Exercise requirements ::
Among the entries below, extract exactly the lines that run from the one with "use regex::Regex;" through the one with "pub fn load_failure(detail: String, source_url: String)", both ends included.

[Opening Supplied material section]

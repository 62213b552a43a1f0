use std::path::PathBuf;

use clap::{Parser, Subcommand, ValueEnum};

use codeprobe_core::config::Config;
use codeprobe_core::CodeprobeError;
use codeprobe_diff::{merge_to_file, render, LineDiffer, SimilarDiffer, TextInput};
use codeprobe_inspector::{Inspector, JsError};

#[derive(Parser)]
#[command(
    name = "codeprobe",
    about = "Line diff/merge helper and browser-driven JavaScript error inspector",
    version
)]
struct Cli {
    #[command(subcommand)]
    command: Commands,

    /// Config file path
    #[arg(short, long, global = true)]
    config: Option<String>,

    /// Enable verbose logging
    #[arg(short, long, global = true)]
    verbose: bool,
}

#[derive(Subcommand)]
enum Commands {
    /// Compare or merge texts line by line
    Diff {
        /// Task to run (auto picks merge when --base is given)
        #[arg(long, value_enum, default_value = "auto")]
        task: Task,

        /// First input: file path or literal text (Base64 with --base64)
        #[arg(long)]
        input1: String,

        /// Second input: file path or literal text (Base64 with --base64)
        #[arg(long)]
        input2: String,

        /// Merge base: file path or literal text (Base64 with --base64)
        #[arg(long)]
        base: Option<String>,

        /// Output file path (required for merge)
        #[arg(long)]
        output: Option<PathBuf>,

        /// Treat all textual inputs as Base64-encoded
        #[arg(long)]
        base64: bool,
    },

    /// Load an HTML file in a headless browser and report JavaScript errors
    Inspect {
        /// Absolute path to the HTML file
        file: PathBuf,

        /// Navigation timeout in ms
        #[arg(long)]
        timeout_ms: Option<u64>,

        /// Run the browser with a visible window
        #[arg(long)]
        headed: bool,
    },
}

#[derive(Debug, Clone, Copy, PartialEq, Eq, ValueEnum)]
enum Task {
    Compare,
    Merge,
    Auto,
}

/// `auto` resolves to merge exactly when a base was supplied.
fn merge_requested(task: Task, has_base: bool) -> bool {
    match task {
        Task::Merge => true,
        Task::Compare => false,
        Task::Auto => has_base,
    }
}

#[tokio::main]
async fn main() -> anyhow::Result<()> {
    let cli = Cli::parse();

    // Initialize logging
    let filter = if cli.verbose { "debug" } else { "info" };
    tracing_subscriber::fmt()
        .with_env_filter(
            tracing_subscriber::EnvFilter::try_from_default_env()
                .unwrap_or_else(|_| tracing_subscriber::EnvFilter::new(filter)),
        )
        .init();

    let config = match &cli.config {
        Some(path) => Config::load(std::path::Path::new(path))?,
        None => Config::default(),
    };

    match cli.command {
        Commands::Diff {
            task,
            input1,
            input2,
            base,
            output,
            base64,
        } => run_diff(task, &input1, &input2, base.as_deref(), output, base64),
        Commands::Inspect {
            file,
            timeout_ms,
            headed,
        } => {
            let mut inspector_config = config.inspector();
            if let Some(timeout_ms) = timeout_ms {
                inspector_config.timeout_ms = timeout_ms;
            }
            if headed {
                inspector_config.headless = false;
            }
            run_inspect(inspector_config, &file).await;
            Ok(())
        }
    }
}

fn run_diff(
    task: Task,
    input1: &str,
    input2: &str,
    base: Option<&str>,
    output: Option<PathBuf>,
    base64: bool,
) -> anyhow::Result<()> {
    let differ = SimilarDiffer::new();

    if merge_requested(task, base.is_some()) {
        let output = output.ok_or(CodeprobeError::MissingOutput)?;
        let base = base.ok_or_else(|| anyhow::anyhow!("merge requires --base"))?;

        // File mode applies only when base and both inputs are all files.
        let inputs = TextInput::resolve_all(&[base, input1, input2], base64)?;

        merge_to_file(
            &differ,
            inputs[0].text(),
            inputs[1].text(),
            inputs[2].text(),
            &output,
        )?;
        println!("Merge result written to: {}", output.display());
    } else {
        let inputs = TextInput::resolve_all(&[input1, input2], base64)?;

        println!("{}", render(&differ.compare(inputs[0].text(), inputs[1].text())));
    }

    Ok(())
}

/// Inspection failures are printed, never propagated: the process exits
/// cleanly regardless of the outcome.
async fn run_inspect(config: codeprobe_core::config::InspectorConfig, file: &std::path::Path) {
    println!("Inspecting: {}", file.display());

    let mut inspector = Inspector::new(config);
    match inspector.inspect_file(file).await {
        Ok(errors) => print_report(&errors),
        Err(e) => println!("Inspection failed: {e}"),
    }
    if let Err(e) = inspector.close().await {
        tracing::warn!(error = %e, "inspector close failed");
    }
}

fn print_report(errors: &[JsError]) {
    if errors.is_empty() {
        println!("No JavaScript errors found");
        return;
    }

    println!("Found {} JavaScript error(s):", errors.len());
    for (i, error) in errors.iter().enumerate() {
        println!();
        println!("Error #{}:", i + 1);
        println!("Message: {}", error.message);
        if error.line_number > 0 {
            println!(
                "Location: line {}, column {}",
                error.line_number, error.column_number
            );
        }
        if !error.stack_trace.is_empty() {
            println!("Stack trace: {}", error.stack_trace);
        }
    }
}

#[cfg(test)]
mod tests {
    use super::*;
    use clap::CommandFactory;

    #[test]
    fn test_cli_definition() {
        Cli::command().debug_assert();
    }

    #[test]
    fn test_auto_task_selection() {
        assert!(!merge_requested(Task::Auto, false));
        assert!(merge_requested(Task::Auto, true));
        assert!(merge_requested(Task::Merge, false));
        assert!(!merge_requested(Task::Compare, true));
    }

    #[test]
    fn test_merge_without_output_fails_before_writing() {
        let dir = tempfile::tempdir().unwrap();
        let base = dir.path().join("base.txt");
        std::fs::write(&base, "a\nb").unwrap();

        let err = run_diff(
            Task::Merge,
            base.to_str().unwrap(),
            base.to_str().unwrap(),
            Some(base.to_str().unwrap()),
            None,
            false,
        )
        .unwrap_err();
        assert!(err.to_string().contains("output"));
    }

    #[test]
    fn test_merge_writes_output_file() {
        let dir = tempfile::tempdir().unwrap();
        let base = dir.path().join("base.txt");
        let left = dir.path().join("left.txt");
        let right = dir.path().join("right.txt");
        let out = dir.path().join("merged.txt");
        std::fs::write(&base, "a\nb\nc").unwrap();
        std::fs::write(&left, "a\nb\nc\nd").unwrap();
        std::fs::write(&right, "a\nb\nc\ne").unwrap();

        run_diff(
            Task::Merge,
            left.to_str().unwrap(),
            right.to_str().unwrap(),
            Some(base.to_str().unwrap()),
            Some(out.clone()),
            false,
        )
        .unwrap();

        assert_eq!(std::fs::read_to_string(&out).unwrap(), "a\nb\nc\nd\ne");
    }

    #[test]
    fn test_merge_mixed_inputs_treated_as_literal() {
        let dir = tempfile::tempdir().unwrap();
        let base = dir.path().join("base.txt");
        let out = dir.path().join("merged.txt");
        std::fs::write(&base, "a\nb").unwrap();

        run_diff(
            Task::Merge,
            base.to_str().unwrap(),
            "not a file",
            Some(base.to_str().unwrap()),
            Some(out.clone()),
            false,
        )
        .unwrap();

        // One non-file input forces the whole set literal: the merge
        // operates on the raw path string, never the file contents.
        let merged = std::fs::read_to_string(&out).unwrap();
        assert!(merged.contains(base.to_str().unwrap()));
        assert!(!merged.contains("a\nb"));
    }

    #[test]
    fn test_compare_base64_decode_error_is_fatal() {
        let err = run_diff(Task::Compare, "!!!", "???", None, None, true).unwrap_err();
        assert!(err.to_string().contains("decode"));
    }
}
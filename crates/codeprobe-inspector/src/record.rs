//! Error records collected during an inspection run.

use std::sync::OnceLock;

use regex::Regex;
use serde::Serialize;

/// A single JavaScript error observed while a page was loaded.
///
/// Immutable after creation; one record per console-error or
/// uncaught-exception event, plus a synthetic record for load failures.
#[derive(Debug, Clone, PartialEq, Eq, Serialize)]
pub struct JsError {
    pub message: String,
    /// 1-based line number, 0 when unknown.
    pub line_number: u64,
    /// 1-based column number, 0 when unknown.
    pub column_number: u64,
    /// Path of the inspected file.
    pub source_url: String,
    /// Verbatim stack trace, empty when none was available.
    pub stack_trace: String,
}

impl JsError {
    /// Record for a console message of severity "error". Console errors
    /// carry no position or stack information.
    pub fn console_error(message: String, source_url: String) -> Self {
        Self {
            message,
            line_number: 0,
            column_number: 0,
            source_url,
            stack_trace: String::new(),
        }
    }

    /// Record for an uncaught page exception. Line and column come from the
    /// first `:<line>:<column>` pattern in the stack text, if any.
    pub fn page_error(message: String, stack_trace: String, source_url: String) -> Self {
        let (line_number, column_number) = extract_line_column(&stack_trace);
        Self {
            message,
            line_number,
            column_number,
            source_url,
            stack_trace,
        }
    }

    /// Synthetic record for a navigation that failed or timed out. The
    /// message prefix distinguishes it from in-page errors.
    pub fn load_failure(detail: String, source_url: String) -> Self {
        Self {
            message: format!("page load error: {detail}"),
            line_number: 0,
            column_number: 0,
            source_url,
            stack_trace: String::new(),
        }
    }
}

/// Scan a stack trace for the first `:<line>:<column>` occurrence.
///
/// Deliberately naive: the first match anywhere in the trace wins, which
/// may not be the throw site. Returns (0, 0) when nothing matches or a
/// number overflows.
pub fn extract_line_column(stack: &str) -> (u64, u64) {
    static LINE_COL: OnceLock<Regex> = OnceLock::new();
    let re = LINE_COL.get_or_init(|| Regex::new(r":(\d+):(\d+)").unwrap());

    let Some(caps) = re.captures(stack) else {
        return (0, 0);
    };
    let line = caps[1].parse().unwrap_or(0);
    let column = caps[2].parse().unwrap_or(0);
    (line, column)
}
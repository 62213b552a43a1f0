//! Browser-driven JavaScript error collector.
//!
//! Loads a local HTML file in a headless Chromium page and records console
//! errors, uncaught exceptions, and unhandled promise rejections observed
//! during a bounded window. Requires Chrome/Chromium installed.

pub mod inspector;
pub mod record;

pub use inspector::Inspector;
pub use record::JsError;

[Closing Supplied material section]

Expected answer ::
use regex::Regex;
use serde::Serialize;

/// A single JavaScript error observed while a page was loaded.
///
/// Immutable after creation; one record per console-error or
/// uncaught-exception event, plus a synthetic record for load failures.
#[derive(Debug, Clone, PartialEq, Eq, Serialize)]
pub struct JsError {
    pub message: String,
    /// 1-based line number, 0 when unknown.
    pub line_number: u64,
    /// 1-based column number, 0 when unknown.
    pub column_number: u64,
    /// Path of the inspected file.
    pub source_url: String,
    /// Verbatim stack trace, empty when none was available.
    pub stack_trace: String,
}

impl JsError {
    /// Record for a console message of severity "error". Console errors
    /// carry no position or stack information.
    pub fn console_error(message: String, source_url: String) -> Self {
        Self {
            message,
            line_number: 0,
            column_number: 0,
            source_url,
            stack_trace: String::new(),
        }
    }

    /// Record for an uncaught page exception. Line and column come from the
    /// first `:<line>:<column>` pattern in the stack text, if any.
    pub fn page_error(message: String, stack_trace: String, source_url: String) -> Self {
        let (line_number, column_number) = extract_line_column(&stack_trace);
        Self {
            message,
            line_number,
            column_number,
            source_url,
            stack_trace,
        }
    }

    /// Synthetic record for a navigation that failed or timed out. The
    /// message prefix distinguishes it from in-page errors.
    pub fn load_failure(detail: String, source_url: String) -> Self {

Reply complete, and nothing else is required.